The role of autonomic receptors in the regulation of the adrenal cortex is poorly understood. We recently showed that activation of M3 muscarinic receptors stimulates intracellular calcium oscillations, aldosterone production, and expression of CYP11B2 (1). The present study explores the relationship between muscarinic and adrenergic receptors in corticosteroid production. Using live-cell fluorescence imaging of HAC15 adrenocortical cells with the calcium-sensitive probe Fluo-4, we have shown that stimulation of adrenergic receptors with the endogenous, non-selective adrenergic agonist norepinephrine (10μM) enhances intracellular Ca2+ oscillations caused by the cholinergic agonist carbachol (1μM).

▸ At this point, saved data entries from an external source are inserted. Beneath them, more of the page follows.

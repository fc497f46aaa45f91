use anyhow::Context;
use clap::Parser;
use howto_bot::adapters::warehouse::to_csv;
use howto_bot::app::pipelines::SCORECARD_QUERY;
use howto_bot::core::{QueryResult, Warehouse};
use howto_bot::utils::logger;
use howto_bot::{Settings, WarehouseClient};
use serde_json::Value;

#[derive(Parser)]
#[command(name = "query-warehouse")]
#[command(about = "Run a query on the warehouse and print or export the rows")]
struct Args {
    /// SQL to run instead of the scorecard query
    #[arg(long, conflicts_with = "sql_file")]
    sql: Option<String>,

    /// File containing the SQL to run
    #[arg(long)]
    sql_file: Option<String>,

    /// Write the rows to this CSV file
    #[arg(long)]
    csv: Option<String>,

    /// Write the rows to this JSON file
    #[arg(long)]
    json: Option<String>,

    /// Rows to print
    #[arg(long, default_value_t = 20)]
    limit: usize,

    #[arg(short, long)]
    config: Option<String>,

    #[arg(short, long)]
    verbose: bool,
}

fn cell(value: &Value) -> String {
    match value {
        Value::Null => "NULL".to_string(),
        Value::String(s) => s.clone(),
        other => other.to_string(),
    }
}

fn print_table(result: &QueryResult, limit: usize) {
    let shown: Vec<Vec<String>> = result
        .rows
        .iter()
        .take(limit)
        .map(|row| row.iter().map(cell).collect())
        .collect();

    let widths: Vec<usize> = result
        .columns
        .iter()
        .enumerate()
        .map(|(i, name)| {
            shown
                .iter()
                .filter_map(|row| row.get(i))
                .map(|c| c.chars().count())
                .chain(std::iter::once(name.chars().count()))
                .max()
                .unwrap_or(0)
        })
        .collect();

    let line = |cells: Vec<&str>| {
        cells
            .iter()
            .zip(&widths)
            .map(|(c, w)| format!("{:<width$}", c, width = *w))
            .collect::<Vec<_>>()
            .join(" | ")
    };

    println!("{}", line(result.columns.iter().map(String::as_str).collect()));
    println!("{}", widths.iter().map(|w| "-".repeat(*w)).collect::<Vec<_>>().join("-+-"));
    for row in &shown {
        println!("{}", line(row.iter().map(String::as_str).collect()));
    }
    if result.len() > limit {
        println!("... {} more row(s)", result.len() - limit);
    }
}

#[tokio::main]
async fn main() -> anyhow::Result<()> {
    let args = Args::parse();
    logger::init_cli_logger(args.verbose);

    let sql = match (&args.sql, &args.sql_file) {
        (Some(sql), _) => sql.clone(),
        (None, Some(path)) => std::fs::read_to_string(path)
            .with_context(|| format!("Failed to read SQL file '{}'", path))?,
        (None, None) => SCORECARD_QUERY.to_string(),
    };

    let settings = Settings::load(args.config.as_deref())?;
    let warehouse = match settings.warehouse_settings().and_then(|s| WarehouseClient::new(&s)) {
        Ok(client) => client,
        Err(e) => {
            e.report("Warehouse client setup");
            std::process::exit(e.exit_code());
        }
    };

    tracing::info!("🗄️ Running query on the warehouse");
    let result = match warehouse.run_query(&sql).await {
        Ok(result) => result,
        Err(e) => {
            e.report("Query");
            std::process::exit(e.exit_code());
        }
    };

    println!("✅ Query returned {} row(s), {} column(s)", result.len(), result.columns.len());
    if !result.is_empty() {
        print_table(&result, args.limit);
    }

    if let Some(path) = &args.csv {
        std::fs::write(path, to_csv(&result)?)
            .with_context(|| format!("Failed to write CSV to '{}'", path))?;
        println!("💾 CSV saved to: {}", path);
    }
    if let Some(path) = &args.json {
        let body = serde_json::to_string_pretty(&result.records())?;
        std::fs::write(path, body).with_context(|| format!("Failed to write JSON to '{}'", path))?;
        println!("💾 JSON saved to: {}", path);
    }

    Ok(())
}
use crate::core::ConfigProvider;
use crate::utils::error::Result;
use crate::utils::validation::{validate_path, Validate};
use serde::{Deserialize, Serialize};

/// Output options for the tools that do not take screenshots.
#[derive(Debug, Clone, Serialize, Deserialize)]
pub struct RunOptions {
    pub output_path: String,
    pub title: Option<String>,
    pub publish: bool,
}

impl RunOptions {
    pub fn new(output_path: impl Into<String>) -> Self {
        Self {
            output_path: output_path.into(),
            title: None,
            publish: false,
        }
    }

    pub fn with_title(mut self, title: Option<String>) -> Self {
        self.title = title.filter(|t| !t.trim().is_empty());
        self
    }

    pub fn with_publish(mut self, publish: bool) -> Self {
        self.publish = publish;
        self
    }
}

impl ConfigProvider for RunOptions {
    fn output_path(&self) -> &str {
        &self.output_path
    }

    fn page_title(&self) -> Option<&str> {
        self.title.as_deref()
    }

    fn publish_enabled(&self) -> bool {
        self.publish
    }
}

impl Validate for RunOptions {
    fn validate(&self) -> Result<()> {
        validate_path("output_path", &self.output_path)
    }
}

#[cfg(test)]
mod tests {
    use super::*;

    #[test]
    fn test_blank_title_is_ignored() {
        let options = RunOptions::new("outputs").with_title(Some("  ".to_string()));
        assert_eq!(options.page_title(), None);
        assert!(!options.publish_enabled());
        assert!(options.validate().is_ok());
    }
}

However, Ca2+ is not affected by norepinephrine alone. Adrenergic enhancement of carbachol-induced Ca2+ oscillations is blocked by the ⍺ adrenergic receptor antagonist phentolamine, but not by the β adrenergic receptor antagonist propanolol. Specifically, ⍺2 and β2 antagonists (such as yohimbine and butoxamine, respectively) significantly suppressed the norepinephrine effect, but ⍺1 and β1 antagonists (such as tamsulosin and metoprolol, respectively) had no effect. RT qPCR identified ⍺2A receptors as the most abundant adrenergic receptor in HAC15 cells. Saturation experiments using 3H-NMS and 3H-Rauwolscine confirmed the presence of muscarinic M2 and M3 receptors as well as ⍺2A receptors. Using competition radiolabeled binding assays we explored the cooperation between M2/M3 and ⍺2A adrenergic receptors. Our results suggest that autonomic regulation of intracellular Ca2+ depends on an interplay of M3 and ⍺2A receptors. Additional experiments will use ELISA methods to determine the functional impact of autonomic receptor cooperativity on steroid synthesis and secretion. References: (1) Malaiyandi et al., Mol Cell Endocrinol. 2018 478: 1-9.